Your task — Give the number of lines in the data that hold the word "threads", and nothing else.

Recorded data —
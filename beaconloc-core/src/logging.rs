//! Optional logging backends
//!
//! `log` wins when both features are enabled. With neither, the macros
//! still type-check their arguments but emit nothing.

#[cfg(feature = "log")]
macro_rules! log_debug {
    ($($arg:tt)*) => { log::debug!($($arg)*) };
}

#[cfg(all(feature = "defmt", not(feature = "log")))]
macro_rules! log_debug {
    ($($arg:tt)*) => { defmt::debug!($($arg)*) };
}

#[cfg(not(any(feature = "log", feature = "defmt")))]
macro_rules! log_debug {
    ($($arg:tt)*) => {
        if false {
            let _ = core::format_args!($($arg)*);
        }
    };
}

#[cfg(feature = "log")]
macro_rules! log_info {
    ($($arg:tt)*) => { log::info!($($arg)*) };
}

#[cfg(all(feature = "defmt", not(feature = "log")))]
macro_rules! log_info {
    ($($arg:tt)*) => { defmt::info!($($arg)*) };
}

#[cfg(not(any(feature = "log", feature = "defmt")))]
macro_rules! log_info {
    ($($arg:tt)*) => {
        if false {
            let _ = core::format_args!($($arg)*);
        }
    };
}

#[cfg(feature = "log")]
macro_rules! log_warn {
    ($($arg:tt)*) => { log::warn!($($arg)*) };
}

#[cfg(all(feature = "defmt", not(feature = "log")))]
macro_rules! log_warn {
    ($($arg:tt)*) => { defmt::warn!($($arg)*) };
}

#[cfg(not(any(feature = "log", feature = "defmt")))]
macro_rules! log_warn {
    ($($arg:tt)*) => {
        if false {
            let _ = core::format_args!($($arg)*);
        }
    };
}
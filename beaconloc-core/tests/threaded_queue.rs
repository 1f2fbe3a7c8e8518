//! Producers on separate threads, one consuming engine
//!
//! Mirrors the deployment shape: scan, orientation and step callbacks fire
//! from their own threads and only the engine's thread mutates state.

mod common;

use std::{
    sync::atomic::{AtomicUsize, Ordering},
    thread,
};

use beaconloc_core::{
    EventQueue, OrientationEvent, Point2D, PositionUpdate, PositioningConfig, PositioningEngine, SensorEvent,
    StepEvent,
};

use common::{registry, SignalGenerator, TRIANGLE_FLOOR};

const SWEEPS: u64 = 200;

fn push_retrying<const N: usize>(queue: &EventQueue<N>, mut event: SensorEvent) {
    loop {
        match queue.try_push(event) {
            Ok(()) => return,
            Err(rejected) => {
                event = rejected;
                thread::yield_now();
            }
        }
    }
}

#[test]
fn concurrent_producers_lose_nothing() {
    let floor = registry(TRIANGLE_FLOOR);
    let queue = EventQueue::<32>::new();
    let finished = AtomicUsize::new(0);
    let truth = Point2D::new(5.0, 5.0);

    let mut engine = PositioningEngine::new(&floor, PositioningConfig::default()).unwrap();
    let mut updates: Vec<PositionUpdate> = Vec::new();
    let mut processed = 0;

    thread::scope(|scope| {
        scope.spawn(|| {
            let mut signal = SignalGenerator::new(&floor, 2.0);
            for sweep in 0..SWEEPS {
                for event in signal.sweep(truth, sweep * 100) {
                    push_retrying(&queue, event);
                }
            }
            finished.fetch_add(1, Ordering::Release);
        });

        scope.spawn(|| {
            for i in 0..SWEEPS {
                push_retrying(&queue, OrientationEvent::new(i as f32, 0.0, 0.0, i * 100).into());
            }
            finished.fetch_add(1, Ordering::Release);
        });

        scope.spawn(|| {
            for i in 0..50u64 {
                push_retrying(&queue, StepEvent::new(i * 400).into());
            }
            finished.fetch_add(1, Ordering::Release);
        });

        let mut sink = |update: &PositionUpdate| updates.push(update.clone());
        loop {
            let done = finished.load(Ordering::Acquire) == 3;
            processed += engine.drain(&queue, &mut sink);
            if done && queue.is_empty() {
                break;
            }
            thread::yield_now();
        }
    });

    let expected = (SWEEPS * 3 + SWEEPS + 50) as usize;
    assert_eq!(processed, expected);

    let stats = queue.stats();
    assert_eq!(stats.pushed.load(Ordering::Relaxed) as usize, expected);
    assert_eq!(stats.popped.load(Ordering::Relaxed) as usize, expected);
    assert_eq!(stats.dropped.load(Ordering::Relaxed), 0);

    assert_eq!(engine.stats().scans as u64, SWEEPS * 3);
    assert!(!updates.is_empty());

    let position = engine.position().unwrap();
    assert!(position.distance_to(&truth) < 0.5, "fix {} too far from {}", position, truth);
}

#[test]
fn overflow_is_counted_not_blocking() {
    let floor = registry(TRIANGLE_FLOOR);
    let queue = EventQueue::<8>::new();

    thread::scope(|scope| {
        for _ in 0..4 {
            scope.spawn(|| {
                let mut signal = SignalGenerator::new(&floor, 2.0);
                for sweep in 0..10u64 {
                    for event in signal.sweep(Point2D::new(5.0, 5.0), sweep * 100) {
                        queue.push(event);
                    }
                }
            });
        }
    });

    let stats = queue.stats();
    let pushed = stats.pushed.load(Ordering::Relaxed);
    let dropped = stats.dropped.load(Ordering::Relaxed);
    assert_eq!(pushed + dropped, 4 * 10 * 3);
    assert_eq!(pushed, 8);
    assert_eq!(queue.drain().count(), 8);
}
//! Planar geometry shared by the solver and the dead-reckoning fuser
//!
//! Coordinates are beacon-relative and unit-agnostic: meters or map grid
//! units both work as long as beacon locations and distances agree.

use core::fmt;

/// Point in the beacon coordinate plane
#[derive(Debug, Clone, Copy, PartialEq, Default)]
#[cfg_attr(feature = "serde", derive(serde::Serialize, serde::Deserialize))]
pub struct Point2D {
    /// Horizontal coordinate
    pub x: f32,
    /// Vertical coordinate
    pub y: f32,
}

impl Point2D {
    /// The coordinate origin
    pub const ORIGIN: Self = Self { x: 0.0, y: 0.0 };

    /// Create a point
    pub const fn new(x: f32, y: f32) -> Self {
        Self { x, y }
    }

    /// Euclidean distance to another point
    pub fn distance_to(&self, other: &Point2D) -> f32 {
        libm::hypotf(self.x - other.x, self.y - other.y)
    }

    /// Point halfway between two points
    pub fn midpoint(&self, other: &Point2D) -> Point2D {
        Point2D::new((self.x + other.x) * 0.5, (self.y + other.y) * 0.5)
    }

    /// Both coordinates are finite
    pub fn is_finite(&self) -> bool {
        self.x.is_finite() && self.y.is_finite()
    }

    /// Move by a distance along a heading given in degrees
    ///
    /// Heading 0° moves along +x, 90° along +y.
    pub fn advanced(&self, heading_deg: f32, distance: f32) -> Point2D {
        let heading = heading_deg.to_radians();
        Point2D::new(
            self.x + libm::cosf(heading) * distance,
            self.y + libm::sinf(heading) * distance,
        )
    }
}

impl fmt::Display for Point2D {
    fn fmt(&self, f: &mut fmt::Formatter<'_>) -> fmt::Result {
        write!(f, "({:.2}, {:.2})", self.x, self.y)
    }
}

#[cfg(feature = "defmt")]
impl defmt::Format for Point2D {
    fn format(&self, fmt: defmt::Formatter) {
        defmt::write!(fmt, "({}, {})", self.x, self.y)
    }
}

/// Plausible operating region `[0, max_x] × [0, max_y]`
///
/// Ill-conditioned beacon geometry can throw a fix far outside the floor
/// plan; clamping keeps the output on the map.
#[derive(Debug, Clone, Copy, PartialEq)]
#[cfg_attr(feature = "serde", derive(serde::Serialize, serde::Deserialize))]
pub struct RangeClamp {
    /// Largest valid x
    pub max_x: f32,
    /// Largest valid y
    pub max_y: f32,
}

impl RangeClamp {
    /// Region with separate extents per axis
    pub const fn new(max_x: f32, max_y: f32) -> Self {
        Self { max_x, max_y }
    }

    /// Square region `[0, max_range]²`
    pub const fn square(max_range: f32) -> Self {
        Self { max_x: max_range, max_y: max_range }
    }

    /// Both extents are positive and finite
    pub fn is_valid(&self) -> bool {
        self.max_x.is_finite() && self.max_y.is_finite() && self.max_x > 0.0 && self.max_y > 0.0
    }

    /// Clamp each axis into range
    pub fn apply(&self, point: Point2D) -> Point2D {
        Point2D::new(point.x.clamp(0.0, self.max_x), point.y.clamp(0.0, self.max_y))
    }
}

Response — 2